■ **Problem to work on**: The answer must be the full listing, retyped exactly.

□ □ □

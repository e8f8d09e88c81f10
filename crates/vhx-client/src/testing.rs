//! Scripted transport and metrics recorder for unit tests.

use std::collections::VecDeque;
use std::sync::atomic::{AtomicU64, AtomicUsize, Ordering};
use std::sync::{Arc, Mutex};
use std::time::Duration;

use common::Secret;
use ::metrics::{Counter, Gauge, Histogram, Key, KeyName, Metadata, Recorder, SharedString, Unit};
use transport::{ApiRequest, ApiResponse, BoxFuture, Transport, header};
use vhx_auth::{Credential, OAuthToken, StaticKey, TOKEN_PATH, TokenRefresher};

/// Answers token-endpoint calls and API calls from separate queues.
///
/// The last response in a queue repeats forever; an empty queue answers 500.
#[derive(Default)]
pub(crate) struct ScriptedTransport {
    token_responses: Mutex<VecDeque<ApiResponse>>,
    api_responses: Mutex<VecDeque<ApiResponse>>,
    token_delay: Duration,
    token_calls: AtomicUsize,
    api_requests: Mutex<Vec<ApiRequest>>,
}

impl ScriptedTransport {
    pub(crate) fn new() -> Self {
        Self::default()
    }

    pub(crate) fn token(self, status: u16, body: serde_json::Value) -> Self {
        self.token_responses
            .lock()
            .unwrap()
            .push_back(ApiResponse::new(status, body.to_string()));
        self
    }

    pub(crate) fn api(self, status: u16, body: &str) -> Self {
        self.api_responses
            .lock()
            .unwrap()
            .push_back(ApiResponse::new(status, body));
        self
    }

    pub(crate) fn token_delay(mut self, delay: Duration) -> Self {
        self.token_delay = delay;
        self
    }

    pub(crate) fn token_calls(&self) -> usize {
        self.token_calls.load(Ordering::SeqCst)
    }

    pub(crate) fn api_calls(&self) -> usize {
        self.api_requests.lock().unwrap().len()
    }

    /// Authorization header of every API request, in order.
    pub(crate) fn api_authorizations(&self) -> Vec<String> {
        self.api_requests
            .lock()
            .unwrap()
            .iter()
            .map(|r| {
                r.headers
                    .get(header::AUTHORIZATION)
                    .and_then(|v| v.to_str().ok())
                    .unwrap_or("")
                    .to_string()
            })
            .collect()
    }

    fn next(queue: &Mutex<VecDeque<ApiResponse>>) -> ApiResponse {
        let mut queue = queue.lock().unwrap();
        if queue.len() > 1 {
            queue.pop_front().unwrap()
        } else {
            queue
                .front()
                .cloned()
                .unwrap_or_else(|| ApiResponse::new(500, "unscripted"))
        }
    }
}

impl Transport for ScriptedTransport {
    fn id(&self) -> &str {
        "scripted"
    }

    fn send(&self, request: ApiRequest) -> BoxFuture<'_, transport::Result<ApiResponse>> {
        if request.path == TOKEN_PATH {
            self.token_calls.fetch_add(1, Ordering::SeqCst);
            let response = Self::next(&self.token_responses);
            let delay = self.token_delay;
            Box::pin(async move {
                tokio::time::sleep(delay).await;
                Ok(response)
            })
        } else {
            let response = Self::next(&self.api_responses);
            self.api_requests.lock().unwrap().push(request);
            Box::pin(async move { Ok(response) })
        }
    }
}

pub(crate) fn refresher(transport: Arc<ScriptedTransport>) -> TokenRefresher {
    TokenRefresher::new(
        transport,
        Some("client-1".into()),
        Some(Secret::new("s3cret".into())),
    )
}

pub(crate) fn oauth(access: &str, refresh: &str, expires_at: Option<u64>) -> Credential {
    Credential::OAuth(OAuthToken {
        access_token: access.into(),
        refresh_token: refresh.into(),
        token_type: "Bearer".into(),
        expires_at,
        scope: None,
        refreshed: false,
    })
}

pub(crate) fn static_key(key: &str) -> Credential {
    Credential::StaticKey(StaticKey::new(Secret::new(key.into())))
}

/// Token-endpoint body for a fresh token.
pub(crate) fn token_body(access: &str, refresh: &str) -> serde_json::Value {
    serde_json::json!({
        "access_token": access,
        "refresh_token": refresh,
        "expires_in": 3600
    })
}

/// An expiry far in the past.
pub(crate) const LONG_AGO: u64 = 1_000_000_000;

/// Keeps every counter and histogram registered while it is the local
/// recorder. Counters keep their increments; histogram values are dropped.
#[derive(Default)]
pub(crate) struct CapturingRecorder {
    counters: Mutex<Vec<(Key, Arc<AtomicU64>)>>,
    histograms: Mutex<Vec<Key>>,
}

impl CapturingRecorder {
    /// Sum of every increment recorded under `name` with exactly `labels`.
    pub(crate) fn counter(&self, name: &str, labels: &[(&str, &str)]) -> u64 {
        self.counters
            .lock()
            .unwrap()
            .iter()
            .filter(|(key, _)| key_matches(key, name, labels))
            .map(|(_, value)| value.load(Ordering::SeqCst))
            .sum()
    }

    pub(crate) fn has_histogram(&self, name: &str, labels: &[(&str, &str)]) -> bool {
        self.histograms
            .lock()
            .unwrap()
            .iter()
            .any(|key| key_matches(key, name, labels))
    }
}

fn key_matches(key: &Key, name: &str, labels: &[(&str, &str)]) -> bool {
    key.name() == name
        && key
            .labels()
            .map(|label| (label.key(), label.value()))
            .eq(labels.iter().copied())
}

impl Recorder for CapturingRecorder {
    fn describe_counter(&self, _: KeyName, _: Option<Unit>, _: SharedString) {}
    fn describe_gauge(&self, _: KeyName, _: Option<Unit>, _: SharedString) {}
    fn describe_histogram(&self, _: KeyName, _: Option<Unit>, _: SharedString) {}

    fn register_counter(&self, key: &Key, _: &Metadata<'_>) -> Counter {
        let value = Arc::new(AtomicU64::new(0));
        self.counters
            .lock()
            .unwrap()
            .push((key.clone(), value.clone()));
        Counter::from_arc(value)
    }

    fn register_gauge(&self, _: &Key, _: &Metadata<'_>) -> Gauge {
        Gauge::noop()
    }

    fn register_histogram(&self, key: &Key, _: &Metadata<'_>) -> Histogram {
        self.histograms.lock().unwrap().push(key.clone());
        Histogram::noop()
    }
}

□ □ □

■ **Result of the exercise**:
repository e8f8d09e88c81f10
filename crates/vhx-client/src/testing.rs
//! Scripted transport and metrics recorder for unit tests.

use std::collections::VecDeque;
use std::sync::atomic::{AtomicU64, AtomicUsize, Ordering};
use std::sync::{Arc, Mutex};
use std::time::Duration;

use common::Secret;
use ::metrics::{Counter, Gauge, Histogram, Key, KeyName, Metadata, Recorder, SharedString, Unit};
use transport::{ApiRequest, ApiResponse, BoxFuture, Transport, header};
use vhx_auth::{Credential, OAuthToken, StaticKey, TOKEN_PATH, TokenRefresher};

/// Answers token-endpoint calls and API calls from separate queues.
///
/// The last response in a queue repeats forever; an empty queue answers 500.
#[derive(Default)]
pub(crate) struct ScriptedTransport {
    token_responses: Mutex<VecDeque<ApiResponse>>,
    api_responses: Mutex<VecDeque<ApiResponse>>,
    token_delay: Duration,
    token_calls: AtomicUsize,
    api_requests: Mutex<Vec<ApiRequest>>,
}

impl ScriptedTransport {
    pub(crate) fn new() -> Self {
        Self::default()
    }

    pub(crate) fn token(self, status: u16, body: serde_json::Value) -> Self {
        self.token_responses
            .lock()
            .unwrap()
            .push_back(ApiResponse::new(status, body.to_string()));
        self
    }

    pub(crate) fn api(self, status: u16, body: &str) -> Self {
        self.api_responses
            .lock()
            .unwrap()
            .push_back(ApiResponse::new(status, body));
        self
    }

    pub(crate) fn token_delay(mut self, delay: Duration) -> Self {
        self.token_delay = delay;
        self
    }

    pub(crate) fn token_calls(&self) -> usize {
        self.token_calls.load(Ordering::SeqCst)
    }

    pub(crate) fn api_calls(&self) -> usize {
        self.api_requests.lock().unwrap().len()
    }

    /// Authorization header of every API request, in order.
    pub(crate) fn api_authorizations(&self) -> Vec<String> {
        self.api_requests
            .lock()
            .unwrap()
            .iter()
            .map(|r| {
                r.headers
                    .get(header::AUTHORIZATION)
                    .and_then(|v| v.to_str().ok())
                    .unwrap_or("")
                    .to_string()
            })
            .collect()
    }

    fn next(queue: &Mutex<VecDeque<ApiResponse>>) -> ApiResponse {
        let mut queue = queue.lock().unwrap();
        if queue.len() > 1 {
            queue.pop_front().unwrap()
        } else {
            queue
                .front()
                .cloned()
                .unwrap_or_else(|| ApiResponse::new(500, "unscripted"))
        }
    }
}

impl Transport for ScriptedTransport {
    fn id(&self) -> &str {
        "scripted"
    }

    fn send(&self, request: ApiRequest) -> BoxFuture<'_, transport::Result<ApiResponse>> {
        if request.path == TOKEN_PATH {
            self.token_calls.fetch_add(1, Ordering::SeqCst);
            let response = Self::next(&self.token_responses);
            let delay = self.token_delay;
            Box::pin(async move {
                tokio::time::sleep(delay).await;
                Ok(response)
            })
        } else {
            let response = Self::next(&self.api_responses);
            self.api_requests.lock().unwrap().push(request);
            Box::pin(async move { Ok(response) })
        }
    }
}

pub(crate) fn refresher(transport: Arc<ScriptedTransport>) -> TokenRefresher {
    TokenRefresher::new(
        transport,
        Some("client-1".into()),
        Some(Secret::new("s3cret".into())),
    )
}

pub(crate) fn oauth(access: &str, refresh: &str, expires_at: Option<u64>) -> Credential {
    Credential::OAuth(OAuthToken {
        access_token: access.into(),
        refresh_token: refresh.into(),
        token_type: "Bearer".into(),
        expires_at,
        scope: None,
        refreshed: false,
    })
}

pub(crate) fn static_key(key: &str) -> Credential {
    Credential::StaticKey(StaticKey::new(Secret::new(key.into())))
}

/// Token-endpoint body for a fresh token.
pub(crate) fn token_body(access: &str, refresh: &str) -> serde_json::Value {
    serde_json::json!({
        "access_token": access,
        "refresh_token": refresh,
        "expires_in": 3600
    })
}

/// An expiry far in the past.
pub(crate) const LONG_AGO: u64 = 1_000_000_000;

/// Keeps every counter and histogram registered while it is the local
/// recorder. Counters keep their increments; histogram values are dropped.
#[derive(Default)]
pub(crate) struct CapturingRecorder {
    counters: Mutex<Vec<(Key, Arc<AtomicU64>)>>,
    histograms: Mutex<Vec<Key>>,
}

impl CapturingRecorder {
    /// Sum of every increment recorded under `name` with exactly `labels`.
    pub(crate) fn counter(&self, name: &str, labels: &[(&str, &str)]) -> u64 {
        self.counters
            .lock()
            .unwrap()
            .iter()
            .filter(|(key, _)| key_matches(key, name, labels))
            .map(|(_, value)| value.load(Ordering::SeqCst))
            .sum()
    }

    pub(crate) fn has_histogram(&self, name: &str, labels: &[(&str, &str)]) -> bool {
        self.histograms
            .lock()
            .unwrap()
            .iter()
            .any(|key| key_matches(key, name, labels))
    }
}

fn key_matches(key: &Key, name: &str, labels: &[(&str, &str)]) -> bool {
    key.name() == name
        && key
            .labels()
            .map(|label| (label.key(), label.value()))
            .eq(labels.iter().copied())
}

impl Recorder for CapturingRecorder {
    fn describe_counter(&self, _: KeyName, _: Option<Unit>, _: SharedString) {}
    fn describe_gauge(&self, _: KeyName, _: Option<Unit>, _: SharedString) {}
    fn describe_histogram(&self, _: KeyName, _: Option<Unit>, _: SharedString) {}

    fn register_counter(&self, key: &Key, _: &Metadata<'_>) -> Counter {
        let value = Arc::new(AtomicU64::new(0));
        self.counters
            .lock()
            .unwrap()
            .push((key.clone(), value.clone()));
        Counter::from_arc(value)
    }

    fn register_gauge(&self, _: &Key, _: &Metadata<'_>) -> Gauge {
        Gauge::noop()
    }

    fn register_histogram(&self, key: &Key, _: &Metadata<'_>) -> Histogram {
        self.histograms.lock().unwrap().push(key.clone());
        Histogram::noop()
    }
}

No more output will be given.